We laugh now about hyperlinks because they are a standard. This was a time though where the internet was still not in every household (in New Zealand at least), there were still Bulletin Board Systems and a significant portion of the world wide web was more text-based than graphically driven. We were spared memes back then but soon enough, we were inflicted with Dancing Baby gifs and Geocities websites.

“But that all sounds really boring, Benjii” some people might complain. “You were being educated on a dead format that perhaps advanced the idea of belittling an older generation because you knew as much as they did without the life experience.”

Which… ahem… well… might be viewed as problematic to an extent.

But did I mention Mindmaze?


Ctrl-Z brought up Mindmaze, a multiple choice game testing the knowledge you have picked up after busying away for hours in the encyclopedic element of Encarta. Set inside a castle with an appearance similar to Prince of Persia, Ultima and Advanced Dungeon and Dragons, Mindmaze saw you trawl through the catacombs answering questions with points dwindling down the longer it took you to select your answer from four multiple choice questions.

You were given the option of ten areas of interest, moving from door to door, with links next to each answer that hyperlinked through to articles on the options you were given. It still stands up to this day as a fun romp included in the software package and it’s visuals something I would have hoped I came across within the vaporwave scene. Thankfully, someone has recorded a playthrough of Mindmaze – kudos to you, Arm4g3dd0nX.

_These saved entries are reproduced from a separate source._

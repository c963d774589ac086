//! Low-level input collection: crossterm polling, mouse wheel coalescing, and
//! translation into primitive events that the higher-level input service can consume.

use crate::error::Result;
use ratatui::crossterm::event::{self, Event, KeyEvent, MouseButton, MouseEvent, MouseEventKind};
use std::collections::VecDeque;
use std::time::{Duration, Instant};

/// Quiet period that ends a wheel burst.
const DEFAULT_COALESCE_WINDOW_MS: u64 = 12;
/// Rows moved by a single mouse wheel tick.
const MOUSE_SCROLL_ROWS: u64 = 3;
/// Poll timeout used when the caller does not provide one.
const DEFAULT_POLL_TIMEOUT_MS: u64 = 50;

/// Direction of a scroll step.
#[derive(Debug, Clone, Copy, PartialEq, Eq)]
pub enum ScrollDirection {
    Up,
    Down,
}

/// Low-level events surfaced by the raw input collector.
#[derive(Debug, Clone, PartialEq)]
pub enum RawInputEvent {
    Key(KeyEvent),
    Resize {
        width: u16,
        height: u16,
    },
    Scroll {
        direction: ScrollDirection,
        lines: u64,
    },
    /// Left button press at a screen cell
    Click {
        column: u16,
        row: u16,
    },
}

/// Folds a burst of wheel ticks into one scroll, so a fast flick moves the school
/// list once by the whole distance instead of redrawing per tick.
#[derive(Debug, Clone)]
struct WheelCoalescer {
    window: Duration,
    burst: Option<WheelBurst>,
}

/// Ticks received in one direction, and when the latest one arrived.
#[derive(Debug, Clone, Copy)]
struct WheelBurst {
    direction: ScrollDirection,
    ticks: u64,
    last_tick: Instant,
}

impl WheelBurst {
    fn into_event(self) -> RawInputEvent {
        RawInputEvent::Scroll {
            direction: self.direction,
            lines: self.ticks.saturating_mul(MOUSE_SCROLL_ROWS),
        }
    }
}

impl WheelCoalescer {
    fn new(window: Duration) -> Self {
        Self {
            window,
            burst: None,
        }
    }

    /// Record one tick. Reversing direction ends the current burst, which is returned.
    fn tick(&mut self, direction: ScrollDirection, now: Instant) -> Option<RawInputEvent> {
        if let Some(burst) = self.burst.as_mut().filter(|b| b.direction == direction) {
            burst.ticks = burst.ticks.saturating_add(1);
            burst.last_tick = now;
            return None;
        }
        self.burst
            .replace(WheelBurst {
                direction,
                ticks: 1,
                last_tick: now,
            })
            .map(WheelBurst::into_event)
    }

    /// End the burst once the wheel has been quiet for the whole window.
    fn settle(&mut self, now: Instant) -> Option<RawInputEvent> {
        let quiet = self
            .burst
            .is_some_and(|burst| now.duration_since(burst.last_tick) >= self.window);
        if quiet {
            self.finish()
        } else {
            None
        }
    }

    fn finish(&mut self) -> Option<RawInputEvent> {
        self.burst.take().map(WheelBurst::into_event)
    }
}

/// Reads terminal events for the school browser: keys, resizes, left clicks and
/// coalesced wheel scrolls, in arrival order.
#[derive(Debug)]
pub struct RawInputCollector {
    wheel: WheelCoalescer,
    pending_events: VecDeque<RawInputEvent>,
}

impl Default for RawInputCollector {
    fn default() -> Self {
        Self::new()
    }
}

impl RawInputCollector {
    /// Create a collector with the default coalescing window.
    pub fn new() -> Self {
        Self::with_window(Duration::from_millis(DEFAULT_COALESCE_WINDOW_MS))
    }

    /// Collector whose wheel bursts end after `window` of quiet.
    pub fn with_window(window: Duration) -> Self {
        Self {
            wheel: WheelCoalescer::new(window),
            pending_events: VecDeque::new(),
        }
    }

    /// Feed an event that did not come from crossterm polling.
    pub fn process_event(&mut self, event: Event) {
        self.enqueue_event(event);
    }

    /// Next ready event without touching the terminal: a settled wheel burst, then
    /// anything already queued.
    pub fn try_flush(&mut self) -> Option<RawInputEvent> {
        self.wheel
            .settle(Instant::now())
            .or_else(|| self.pending_events.pop_front())
    }

    /// Next event, waiting up to `timeout` (50 ms when `None`) for the terminal.
    pub fn poll_event(&mut self, timeout: Option<Duration>) -> Result<Option<RawInputEvent>> {
        if let Some(event) = self.try_flush() {
            return Ok(Some(event));
        }

        let poll_timeout = timeout.unwrap_or(Duration::from_millis(DEFAULT_POLL_TIMEOUT_MS));

        if !event::poll(poll_timeout)? {
            return Ok(self.try_flush());
        }

        let event = event::read()?;
        self.enqueue_event(event);
        Ok(self.pending_events.pop_front())
    }

    fn enqueue_event(&mut self, event: Event) {
        match event {
            Event::Key(key_event) => {
                self.flush_pending_scroll();
                self.pending_events.push_back(RawInputEvent::Key(key_event));
            }
            Event::Resize(width, height) => {
                self.flush_pending_scroll();
                self.pending_events
                    .push_back(RawInputEvent::Resize { width, height });
            }
            Event::Mouse(mouse_event) => self.handle_mouse_event(mouse_event),
            _ => {}
        }
    }

    fn handle_mouse_event(&mut self, mouse_event: MouseEvent) {
        let direction = match mouse_event.kind {
            MouseEventKind::ScrollUp => ScrollDirection::Up,
            MouseEventKind::ScrollDown => ScrollDirection::Down,
            MouseEventKind::Down(MouseButton::Left) => {
                // A click acts on the list as scrolled so far.
                self.flush_pending_scroll();
                self.pending_events.push_back(RawInputEvent::Click {
                    column: mouse_event.column,
                    row: mouse_event.row,
                });
                return;
            }
            _ => return,
        };

        if let Some(scroll) = self.wheel.tick(direction, Instant::now()) {
            self.pending_events.push_back(scroll);
        }
    }

    fn flush_pending_scroll(&mut self) {
        if let Some(scroll) = self.wheel.finish() {
            self.pending_events.push_back(scroll);
        }
    }
}
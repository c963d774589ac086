//! UI renderer trait
//!
//! This module defines the `UIRenderer` trait for rendering terminal interfaces and managing
//! lifecycle hooks such as initialization and cleanup.

use crate::app::state::AppState;
use crate::error::Result;
use crate::render::ui::state::ViewState;

/// Core trait for UI rendering
pub trait UIRenderer {
    /// Render the current application and view state
    ///
    /// This method should:
    /// - Redraw header, list and status line
    /// - Draw the detail overlay and any pending alert on top
    fn render(&mut self, state: &AppState, view: &ViewState) -> Result<()>;

    /// Initialize the terminal UI
    ///
    /// This method should:
    /// - Set up raw mode
    /// - Enter the alternate screen
    /// - Enable mouse capture when requested
    fn initialize(&mut self) -> Result<()>;

    /// Clean up and restore terminal state
    fn cleanup(&mut self) -> Result<()>;

    /// Get current terminal dimensions
    fn get_terminal_size(&self) -> Result<(u16, u16)>; // (width, height)
}
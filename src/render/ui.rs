//! Terminal rendering components.
//!
//! This module hosts the concrete terminal UI implementation along with the supporting view
//! state, frame composition and styling utilities.

pub mod frame;
pub mod renderer;
pub mod state;
pub mod terminal;
pub mod theme;

pub use frame::{draw, status_text};
pub use renderer::UIRenderer;
pub use state::ViewState;
pub use terminal::TerminalUI;
pub use theme::{ColorTheme, ThemeName};

#[cfg(test)]
pub use renderer::tests::MockUIRenderer;
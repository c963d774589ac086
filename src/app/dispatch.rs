//! Interpretation of input actions against the current application state.
//!
//! The same key means different things depending on what is on screen: an alert
//! swallows everything but quit, the overlay only knows how to close, and the list
//! navigates and opens rows.

use crate::app::state::{AppState, CloseReason};
use crate::input::{InputAction, ScrollDirection};
use crate::render::layout::{ListHit, OverlayHit, OverlayLayout};
use crate::render::ui::ViewState;

/// Apply one action. Returns false if the application should quit.
pub fn process_action(state: &mut AppState, view: &mut ViewState, action: InputAction) -> bool {
    match action {
        InputAction::Quit => return false,
        InputAction::Resize { width, height } => {
            view.update_terminal_size(width, height, state.schools().len());
            return true;
        }
        InputAction::NoAction => return true,
        _ => {}
    }

    if state.alert().is_some() {
        handle_alert(state, action);
    } else if state.is_overlay_open() {
        handle_overlay(state, view, action);
    } else {
        handle_list(state, view, action);
    }
    true
}

fn handle_alert(state: &mut AppState, action: InputAction) {
    match action {
        InputAction::Activate
        | InputAction::Back
        | InputAction::Close
        | InputAction::Click { .. } => {
            state.dismiss_alert();
        }
        _ => {}
    }
}

fn handle_overlay(state: &mut AppState, view: &ViewState, action: InputAction) {
    let reason = match action {
        InputAction::Activate | InputAction::Close => Some(CloseReason::CloseControl),
        InputAction::Back => Some(CloseReason::Background),
        InputAction::Click { column, row } => {
            let hit = state
                .detail()
                .map(|detail| OverlayLayout::for_detail(view.area(), &detail).hit(column, row));
            match hit {
                Some(OverlayHit::CloseButton) => Some(CloseReason::CloseControl),
                Some(OverlayHit::Backdrop) => Some(CloseReason::Background),
                Some(OverlayHit::Body) | None => None,
            }
        }
        // The list underneath does not move while the overlay is up.
        _ => None,
    };

    if let Some(reason) = reason {
        state.close_detail(reason);
    }
}

fn handle_list(state: &mut AppState, view: &mut ViewState, action: InputAction) {
    let total = state.schools().len();
    match action {
        InputAction::Scroll { direction, lines } => {
            let lines = i64::try_from(lines).unwrap_or(i64::MAX);
            let delta = match direction {
                ScrollDirection::Up => -lines,
                ScrollDirection::Down => lines,
            };
            view.move_by(delta, total);
        }
        InputAction::PageUp => view.page_up(total),
        InputAction::PageDown => view.page_down(total),
        InputAction::GoToStart => view.move_cursor_to(0, total),
        InputAction::GoToEnd => view.move_cursor_to(total.saturating_sub(1), total),
        InputAction::Activate => {
            if total > 0 {
                state.open_detail(view.cursor);
            }
        }
        InputAction::Click { column, row } => {
            match view.layout().hit_list(column, row, view.top, total) {
                Some(ListHit::ViewButton(index)) => {
                    view.move_cursor_to(index, total);
                    state.open_detail(index);
                }
                Some(ListHit::Row(index)) => view.move_cursor_to(index, total),
                None => {}
            }
        }
        _ => {}
    }
}
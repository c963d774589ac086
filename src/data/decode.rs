//! Validating decoder for open-data responses.
//!
//! The body must be a JSON array. Elements are validated one at a time: records
//! that do not match the schema are dropped and counted, so a single bad row
//! does not cost the whole collection.

use crate::data::model::Keyed;
use crate::error::{Dataset, Result, SchoolsError};
use serde::de::DeserializeOwned;
use serde_json::Value;

/// Records accepted from one response, plus how many elements were rejected.
#[derive(Debug, Clone, PartialEq, Eq)]
pub struct Decoded<T> {
    pub records: Vec<T>,
    pub rejected: usize,
}

/// Decode a response body into validated records of type `T`.
pub fn decode_records<T>(dataset: Dataset, body: &[u8]) -> Result<Decoded<T>>
where
    T: DeserializeOwned + Keyed,
{
    let value: Value = serde_json::from_slice(body)
        .map_err(|e| SchoolsError::fetch(dataset, format!("response is not JSON: {e}")))?;

    let elements = match value {
        Value::Array(elements) => elements,
        other => {
            return Err(SchoolsError::fetch(
                dataset,
                format!("expected a JSON array, found {}", kind_of(&other)),
            ))
        }
    };

    let mut records = Vec::with_capacity(elements.len());
    let mut rejected = 0;

    for (index, element) in elements.into_iter().enumerate() {
        match serde_json::from_value::<T>(element) {
            Ok(record) if record.dbn().trim().is_empty() => {
                log::warn!("{dataset}: record {index} has an empty dbn, skipping");
                rejected += 1;
            }
            Ok(record) => records.push(record),
            Err(e) => {
                log::warn!("{dataset}: record {index} rejected: {e}");
                rejected += 1;
            }
        }
    }

    Ok(Decoded { records, rejected })
}

fn kind_of(value: &Value) -> &'static str {
    match value {
        Value::Null => "null",
        Value::Bool(_) => "a boolean",
        Value::Number(_) => "a number",
        Value::String(_) => "a string",
        Value::Array(_) => "an array",
        Value::Object(_) => "an object",
    }
}
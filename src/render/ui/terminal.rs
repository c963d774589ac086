//! Terminal UI implementation using ratatui
//!
//! Concrete `UIRenderer` over the crossterm backend. Input is read separately by the
//! input thread; this type only owns the screen.

use crate::app::state::AppState;
use crate::error::Result;
use crate::render::ui::frame::draw;
use crate::render::ui::state::ViewState;
use crate::render::ui::{ColorTheme, UIRenderer};
use ratatui::crossterm::{
    event::{DisableMouseCapture, EnableMouseCapture},
    execute,
    terminal::{disable_raw_mode, enable_raw_mode, EnterAlternateScreen, LeaveAlternateScreen},
};
use ratatui::{backend::CrosstermBackend, Terminal};
use std::io::{self, Stdout};

type CrosstermTerminal = Terminal<CrosstermBackend<Stdout>>;

/// Terminal UI implementation with ratatui backend
pub struct TerminalUI {
    terminal: Option<CrosstermTerminal>,
    theme: ColorTheme,
    mouse: bool,
}

impl TerminalUI {
    /// Create a new terminal UI with the default theme and mouse support
    pub fn new() -> Result<Self> {
        Self::with_theme(ColorTheme::default())
    }

    /// Create terminal UI with custom theme
    pub fn with_theme(theme: ColorTheme) -> Result<Self> {
        Ok(Self {
            terminal: None,
            theme,
            mouse: true,
        })
    }

    /// Enable or disable mouse capture (clicks and wheel)
    pub fn with_mouse(mut self, mouse: bool) -> Self {
        self.mouse = mouse;
        self
    }
}

impl UIRenderer for TerminalUI {
    fn render(&mut self, state: &AppState, view: &ViewState) -> Result<()> {
        if let Some(ref mut terminal) = self.terminal {
            let theme = &self.theme;
            terminal.draw(|frame| draw(frame, state, view, theme))?;
        }
        Ok(())
    }

    fn initialize(&mut self) -> Result<()> {
        enable_raw_mode()?;
        let mut stdout = io::stdout();
        execute!(stdout, EnterAlternateScreen)?;
        if self.mouse {
            execute!(stdout, EnableMouseCapture)?;
        }

        let backend = CrosstermBackend::new(stdout);
        let mut terminal = Terminal::new(backend)?;
        terminal.hide_cursor()?;
        self.terminal = Some(terminal);

        Ok(())
    }

    fn cleanup(&mut self) -> Result<()> {
        if let Some(mut terminal) = self.terminal.take() {
            disable_raw_mode()?;
            if self.mouse {
                execute!(io::stdout(), DisableMouseCapture)?;
            }
            execute!(io::stdout(), LeaveAlternateScreen)?;
            terminal.show_cursor()?;
        }
        Ok(())
    }

    fn get_terminal_size(&self) -> Result<(u16, u16)> {
        let (cols, rows) = ratatui::crossterm::terminal::size()?;
        Ok((cols, rows))
    }
}

impl Drop for TerminalUI {
    fn drop(&mut self) {
        let _ = self.cleanup();
    }
}
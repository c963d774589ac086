//! Shared fixtures for integration tests.
#![allow(dead_code)]

use axum::http::{header, StatusCode};
use axum::routing::get;
use axum::Router;
use std::collections::HashMap;
use std::net::SocketAddr;
use tokio::net::TcpListener;

pub const HENRY_STREET_SCHOOLS: &str = r#"[
    {"dbn": "02M260", "school_name": "Clinton School Writers & Artists, M.S. 260",
     "overview_paragraph": "Students who are prepared for college must have an education that encourages them."},
    {"dbn": "01M292", "school_name": "Henry Street School",
     "overview_paragraph": "Henry Street School is a small school on the Lower East Side.",
     "borough": "MANHATTAN"}
]"#;

pub const HENRY_STREET_SCORES: &str = r#"[
    {"dbn": "01M292", "school_name": "HENRY STREET SCHOOL",
     "num_of_sat_test_takers": "29",
     "sat_critical_reading_avg_score": "391",
     "sat_writing_avg_score": "381",
     "sat_math_avg_score": "368"}
]"#;

/// Canned reply for one request path.
#[derive(Clone)]
pub struct Reply {
    pub status: StatusCode,
    pub body: String,
}

impl Reply {
    pub fn ok(body: &str) -> Self {
        Self {
            status: StatusCode::OK,
            body: body.to_string(),
        }
    }

    pub fn status(status: u16) -> Self {
        Self {
            status: StatusCode::from_u16(status).expect("valid status code"),
            body: String::new(),
        }
    }
}

/// Router answering GETs from a fixed path table. Unknown paths get axum's 404.
fn router(routes: HashMap<&'static str, Reply>) -> Router {
    routes
        .into_iter()
        .fold(Router::new(), |router, (path, reply)| {
            router.route(
                path,
                get(move || async move {
                    (
                        reply.status,
                        [(header::CONTENT_TYPE, "application/json")],
                        reply.body,
                    )
                }),
            )
        })
}

/// Serve `routes` on an ephemeral local port for the rest of the test.
pub async fn serve(routes: HashMap<&'static str, Reply>) -> SocketAddr {
    let listener = TcpListener::bind("127.0.0.1:0").await.unwrap();
    let addr = listener.local_addr().unwrap();
    let app = router(routes);

    tokio::spawn(async move {
        axum::serve(listener, app).await.expect("test server failed");
    });

    addr
}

Encarta 95 was my generation’s Wikipedia, while an older generation would cite Encyclopedia Britannica was their Wikipedia. It’s interesting how we accessed our information before the internet revolution took hold of society. Wikipedia may boast a large amount of information driven by user-created articles and updates, but it’s still viewed as an unreliable source by some academics.

Where Encarta perhaps excelled over Wikipedia was the licensing of actual encyclopedias to become more of a reliable source at the time. Microsoft released a number of volumes and the last known instance of Encarta was an online version in Japan which finally ceased to exist in 2009. Despite moving from CD to DVD and then to an online format, the popularity of speediness of Wikipedia all but put my beloved Encarta to bed.

To be honest, I was surprised it lasted so long.

But as a child of the ’90s, there is always something nostalgic when the topic of Encarta 95 is brought up. I know I’m not alone and I eagerly await the day I go to a club night and they’re running Encarta 95 in the background.